La sociedad norteamericana no sale de su asombro ante lo que les está pasando, a ellos, la nación más poderosa. Se creían invulnerables, acostumbrados como estaban a ver la pobreza desde la pantalla del televisor. El huracán Katrina tiene mucho de cura de humildad o de quid pro quo, sí, pero nada justifica la muerte de tantos inocentes. Alegrarse de un hecho tan luctuoso como éste sólo puede caber en personas de corazón agostado. El resquemor nunca debe hacer que celebremos las desgracias ajenas como triunfos propios. Lo que indigna, y más a los afectados, es que el gobierno del señor Bush se dé tanta prisa en enviar refuerzos a Irak (país que ha quedado asolado por obra y gracia de otro huracán, pero en este caso de factura humana) y tarde cinco días en mandar un contingente de marines a una ciudad necesitada. La falta de previsión a todos los niveles (de provisiones, de logística, de defensa, etc.) es inexplicable en un país tan desarrollado, que se jacta de ser el garante de la seguridad mundial, máxime cuando estaban avisados de lo que se les venía encima. Visto lo visto, si nuestras vidas dependen del Buró de Bush y de sus adláteres, los magnates del barril de Brent, en caso de crisis más nos vale rezar al de arriba, aunque seamos más ateos que un Nietzsche. Aparte de los cuantiosos desperfectos ocasionados por este fenómeno de la Naturaleza, lo que tardará más tiempo en repararse es la triste imagen dada al mundo: Nueva Orleans no se distingue en nada a día de hoy de Puerto Príncipe. Por otra parte, también ha quedado patente que sigue habiendo diferencias sociales y raciales. Algunas cosas permanecen inmutables al paso del tiempo. El huracán ha destapado los viejos fantasmas coloniales.

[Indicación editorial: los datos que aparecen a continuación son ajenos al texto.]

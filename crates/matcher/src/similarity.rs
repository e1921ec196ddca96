/// Cosine similarity of two equal-length vectors.
///
/// Returns 0.0 when either side has zero norm or the lengths differ, and clamps the result to
/// `[-1, 1]` so rounding never leaks outside the range.
pub fn cosine_similarity(a: &[f32], b: &[f32]) -> f32 {
    if a.len() != b.len() || a.is_empty() {
        return 0.0;
    }
    let mut dot = 0.0f32;
    let mut norm_a = 0.0f32;
    let mut norm_b = 0.0f32;
    for (x, y) in a.iter().zip(b) {
        dot += x * y;
        norm_a += x * x;
        norm_b += y * y;
    }
    if norm_a == 0.0 || norm_b == 0.0 {
        return 0.0;
    }
    let sim = dot / (norm_a.sqrt() * norm_b.sqrt());
    if sim.is_finite() {
        sim.clamp(-1.0, 1.0)
    } else {
        0.0
    }
}

#[cfg(test)]
mod tests {
    use super::*;

    #[test]
    fn identical_vectors_score_one() {
        let v = [0.3, -1.2, 4.0];
        assert!((cosine_similarity(&v, &v) - 1.0).abs() < 1e-6);
    }

    #[test]
    fn opposite_vectors_score_minus_one() {
        assert!((cosine_similarity(&[1.0, 2.0], &[-1.0, -2.0]) + 1.0).abs() < 1e-6);
    }

    #[test]
    fn orthogonal_vectors_score_zero() {
        assert_eq!(cosine_similarity(&[1.0, 0.0], &[0.0, 5.0]), 0.0);
    }

    #[test]
    fn scale_does_not_matter() {
        let a = cosine_similarity(&[1.0, 2.0, 3.0], &[2.0, 1.0, 0.5]);
        let b = cosine_similarity(&[10.0, 20.0, 30.0], &[2.0, 1.0, 0.5]);
        assert!((a - b).abs() < 1e-6);
    }

    #[test]
    fn zero_norm_scores_zero() {
        assert_eq!(cosine_similarity(&[0.0, 0.0], &[1.0, 1.0]), 0.0);
        assert_eq!(cosine_similarity(&[], &[]), 0.0);
    }

    #[test]
    fn mismatched_lengths_score_zero() {
        assert_eq!(cosine_similarity(&[1.0], &[1.0, 0.0]), 0.0);
    }

    #[test]
    fn result_stays_in_range() {
        let v = [1e-20f32, 1e-20, 1e-20];
        let s = cosine_similarity(&v, &v);
        assert!((-1.0..=1.0).contains(&s));
    }
}
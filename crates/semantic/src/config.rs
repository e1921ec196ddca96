use serde::{Deserialize, Serialize};
use std::path::PathBuf;

/// Which embedder backs the semantic layer.
#[derive(Debug, Clone, Copy, Serialize, Deserialize, PartialEq, Eq, Default)]
#[serde(rename_all = "lowercase")]
pub enum EmbeddingMode {
    /// Local ONNX sentence encoder (the real model).
    #[default]
    Onnx,
    /// Deterministic hashing embedder. No model files, no network.
    Fast,
}

impl std::str::FromStr for EmbeddingMode {
    type Err = String;

    fn from_str(s: &str) -> Result<Self, Self::Err> {
        match s.trim().to_ascii_lowercase().as_str() {
            "onnx" => Ok(Self::Onnx),
            "fast" | "stub" => Ok(Self::Fast),
            other => Err(format!("unknown embedding mode '{other}'")),
        }
    }
}

/// Runtime configuration describing which model/tokenizer to use and how to post-process vectors.
///
/// Every field has a default, so a YAML/JSON document only needs to name the fields it changes.
///
/// # Example
/// ```no_run
/// use semantic::{load_embedder, EmbeddingMode, SemanticConfig};
///
/// # async fn run() -> Result<(), semantic::SemanticError> {
/// let cfg = SemanticConfig {
///     mode: EmbeddingMode::Fast,
///     ..Default::default()
/// };
/// let embedder = load_embedder(&cfg).await?;
/// let vector = embedder.embed("cozy rainy day book")?;
/// # let _ = vector;
/// # Ok(())
/// # }
/// ```
#[derive(Debug, Clone, Serialize, Deserialize, PartialEq)]
#[serde(default)]
pub struct SemanticConfig {
    /// Inference mode selector.
    pub mode: EmbeddingMode,
    /// Friendly label reported by the embedder.
    pub model_name: String,
    /// Local path where the ONNX file should live (also used as the download target when
    /// [`model_url`](Self::model_url) is provided).
    pub model_path: PathBuf,
    /// Optional HTTPS URL that will be downloaded when [`model_path`](Self::model_path) is missing.
    pub model_url: Option<String>,
    /// Path to `tokenizer.json`. When absent and [`tokenizer_url`](Self::tokenizer_url) is provided we
    /// infer the filename from the URL and place it next to the model file.
    pub tokenizer_path: Option<PathBuf>,
    /// Optional HTTPS URL for fetching the tokenizer on-demand.
    pub tokenizer_url: Option<String>,
    /// Normalize the resulting vector to unit-length.
    pub normalize: bool,
    /// Token budget per input; longer inputs are truncated.
    pub max_sequence_length: usize,
    /// Output dimension of the hashing embedder used in [`EmbeddingMode::Fast`].
    pub stub_dimension: usize,
}

impl Default for SemanticConfig {
    fn default() -> Self {
        Self {
            mode: EmbeddingMode::Onnx,
            model_name: "all-mpnet-base-v2".into(),
            model_path: PathBuf::from("./models/all-mpnet-base-v2/onnx/model.onnx"),
            model_url: Some(
                "https://huggingface.co/sentence-transformers/all-mpnet-base-v2/resolve/main/onnx/model.onnx"
                    .into(),
            ),
            tokenizer_path: Some(PathBuf::from("./models/all-mpnet-base-v2/tokenizer.json")),
            tokenizer_url: Some(
                "https://huggingface.co/sentence-transformers/all-mpnet-base-v2/resolve/main/tokenizer.json"
                    .into(),
            ),
            normalize: true,
            max_sequence_length: 384,
            stub_dimension: 768,
        }
    }
}

impl SemanticConfig {
    /// Config for the hashing embedder; handy in tests and benches.
    pub fn fast() -> Self {
        Self {
            mode: EmbeddingMode::Fast,
            model_name: "hashing-bow".into(),
            ..Self::default()
        }
    }
}
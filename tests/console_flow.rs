use std::path::Path;

use vibematcher::console::{CLEARED_SCREEN, EMPTY_VIBE_SCREEN, IDLE_SCREEN};
use vibematcher::{
    load_matcher, Console, ConsoleCommand, ConsoleReply, SemanticConfig, VibeConfig, VibeMatcher,
};

async fn matcher() -> VibeMatcher {
    let mut config = VibeConfig {
        semantic: SemanticConfig::fast(),
        ..VibeConfig::default()
    };
    config.catalog.path = Path::new(env!("CARGO_MANIFEST_DIR")).join("assets/catalog.json");
    load_matcher(&config).await.expect("fast matcher")
}

#[tokio::test]
async fn empty_vibe_shows_error_screen() {
    let matcher = matcher().await;
    let mut console = Console::new();
    assert_eq!(console.screen(), IDLE_SCREEN);
    assert_eq!(console.find(&matcher, 3).unwrap(), EMPTY_VIBE_SCREEN);
}

#[tokio::test]
async fn find_renders_requested_number_of_matches() {
    let matcher = matcher().await;
    let mut console = Console::new();
    console.set_vibe("cozy rainy day book");
    let screen = console.find(&matcher, 2).unwrap().to_string();

    assert!(screen.starts_with("> QUERY: 'cozy rainy day book'\n> FOUND 2 MATCH(ES):\n"));
    assert!(screen.contains("=== MATCH 1 / SCORE: "));
    assert!(screen.contains("% === 🧣\nNAME: Cozy Knit Cardigan\nDESC: An oversized"));
    assert!(screen.contains("=== MATCH 2 / SCORE: "));
    assert!(!screen.contains("=== MATCH 3"));
}

#[tokio::test]
async fn selector_is_clamped_to_catalog() {
    let matcher = matcher().await;
    let mut console = Console::new();
    console.set_vibe("anything");
    let screen = console.find(&matcher, 99).unwrap();
    assert!(screen.contains("> FOUND 7 MATCH(ES):"));

    let screen = console.find(&matcher, 0).unwrap();
    assert!(screen.contains("> FOUND 1 MATCH(ES):"));
}

#[tokio::test]
async fn example_then_clear() {
    let matcher = matcher().await;
    let mut console = Console::new();
    console.pick_example(1).unwrap();
    let screen = console.find(&matcher, 1).unwrap();
    assert!(screen.contains("> QUERY: 'Cyberpunk street market'"));
    assert!(screen.contains("NAME: Cyber-Punk Bomber Jacket"));

    console.clear();
    assert_eq!(console.screen(), CLEARED_SCREEN);
    assert_eq!(console.vibe(), "");
}

#[tokio::test]
async fn example_command_loads_vibe_without_searching() {
    let matcher = matcher().await;
    let mut console = Console::new();
    let mut top_n = 3;

    let reply = console
        .handle(ConsoleCommand::parse(":example 2"), &matcher, &mut top_n)
        .unwrap();
    assert_eq!(reply, ConsoleReply::Note("> Cyberpunk street market".into()));
    assert_eq!(console.vibe(), "Cyberpunk street market");
    assert_eq!(console.screen(), IDLE_SCREEN);

    let reply = console
        .handle(ConsoleCommand::parse(""), &matcher, &mut top_n)
        .unwrap();
    assert_eq!(reply, ConsoleReply::Screen);
    assert!(console
        .screen()
        .starts_with("> QUERY: 'Cyberpunk street market'\n> FOUND 3 MATCH(ES):"));
}

#[tokio::test]
async fn top_command_clamps_and_applies_to_next_search() {
    let matcher = matcher().await;
    let mut console = Console::new();
    let mut top_n = 3;

    let reply = console
        .handle(ConsoleCommand::parse(":top 50"), &matcher, &mut top_n)
        .unwrap();
    assert_eq!(reply, ConsoleReply::Note("showing up to 7 matches".into()));
    assert_eq!(top_n, 7);

    console
        .handle(ConsoleCommand::parse("futuristic cyberpunk"), &matcher, &mut top_n)
        .unwrap();
    assert!(console.screen().contains("> FOUND 7 MATCH(ES):"));
}

#[tokio::test]
async fn clear_blank_and_quit_commands() {
    let matcher = matcher().await;
    let mut console = Console::new();
    let mut top_n = 3;

    console
        .handle(ConsoleCommand::parse("cozy rainy day book"), &matcher, &mut top_n)
        .unwrap();
    let reply = console
        .handle(ConsoleCommand::parse(":clear"), &matcher, &mut top_n)
        .unwrap();
    assert_eq!(reply, ConsoleReply::Screen);
    assert_eq!(console.screen(), CLEARED_SCREEN);

    console
        .handle(ConsoleCommand::parse("   "), &matcher, &mut top_n)
        .unwrap();
    assert_eq!(console.screen(), EMPTY_VIBE_SCREEN);

    let reply = console
        .handle(ConsoleCommand::parse(":example 9"), &matcher, &mut top_n)
        .unwrap();
    assert!(matches!(reply, ConsoleReply::Note(_)));
    assert_eq!(console.vibe(), "");

    let reply = console
        .handle(ConsoleCommand::parse(":quit"), &matcher, &mut top_n)
        .unwrap();
    assert_eq!(reply, ConsoleReply::Quit);
}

Las autoridades sanitarias advierten que, de seguir así, se declarará Nueva Orleans como ciudad inhabitable. El agua estancada y viciada por la corrupción de los cadáveres y por la porquería circundante, negra como el hollín, desatará, si nadie lo evita, una epidemia de magnitudes incalculables. Todo hace pensar que veremos el odio en los tiempos del cólera.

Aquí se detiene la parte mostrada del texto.